→ WORK ORDER: Your answer should consist of every line from the records that holds the string "weather".

[Saved entries]
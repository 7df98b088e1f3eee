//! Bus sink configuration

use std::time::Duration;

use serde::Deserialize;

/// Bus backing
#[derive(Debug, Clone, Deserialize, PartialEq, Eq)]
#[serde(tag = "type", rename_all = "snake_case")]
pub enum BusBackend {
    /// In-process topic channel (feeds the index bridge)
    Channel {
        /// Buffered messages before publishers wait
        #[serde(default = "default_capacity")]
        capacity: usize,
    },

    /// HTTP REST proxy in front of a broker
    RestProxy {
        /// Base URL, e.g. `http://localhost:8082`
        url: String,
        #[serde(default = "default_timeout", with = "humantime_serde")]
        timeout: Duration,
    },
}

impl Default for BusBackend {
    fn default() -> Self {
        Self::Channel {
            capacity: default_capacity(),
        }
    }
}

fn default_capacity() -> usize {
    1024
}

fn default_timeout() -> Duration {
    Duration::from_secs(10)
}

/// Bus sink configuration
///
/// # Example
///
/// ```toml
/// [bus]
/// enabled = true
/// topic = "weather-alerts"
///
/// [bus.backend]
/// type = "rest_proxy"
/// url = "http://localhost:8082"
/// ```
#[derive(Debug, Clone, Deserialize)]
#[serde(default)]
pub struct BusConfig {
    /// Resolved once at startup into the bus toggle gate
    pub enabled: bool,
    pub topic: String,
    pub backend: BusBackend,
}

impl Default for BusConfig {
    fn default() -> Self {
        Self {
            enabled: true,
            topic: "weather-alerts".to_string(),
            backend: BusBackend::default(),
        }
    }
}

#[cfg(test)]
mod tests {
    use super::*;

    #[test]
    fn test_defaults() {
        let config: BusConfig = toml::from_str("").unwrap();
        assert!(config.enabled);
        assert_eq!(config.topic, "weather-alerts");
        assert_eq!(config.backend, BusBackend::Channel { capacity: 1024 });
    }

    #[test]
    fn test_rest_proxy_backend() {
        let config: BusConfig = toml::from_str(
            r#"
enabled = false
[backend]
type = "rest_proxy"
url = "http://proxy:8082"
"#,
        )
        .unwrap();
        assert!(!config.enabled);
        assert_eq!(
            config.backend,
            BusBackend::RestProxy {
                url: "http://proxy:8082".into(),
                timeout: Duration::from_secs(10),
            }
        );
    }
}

→ SOLVED EXERCISE:
/// topic = "weather-alerts"
            topic: "weather-alerts".to_string(),
        assert_eq!(config.topic, "weather-alerts");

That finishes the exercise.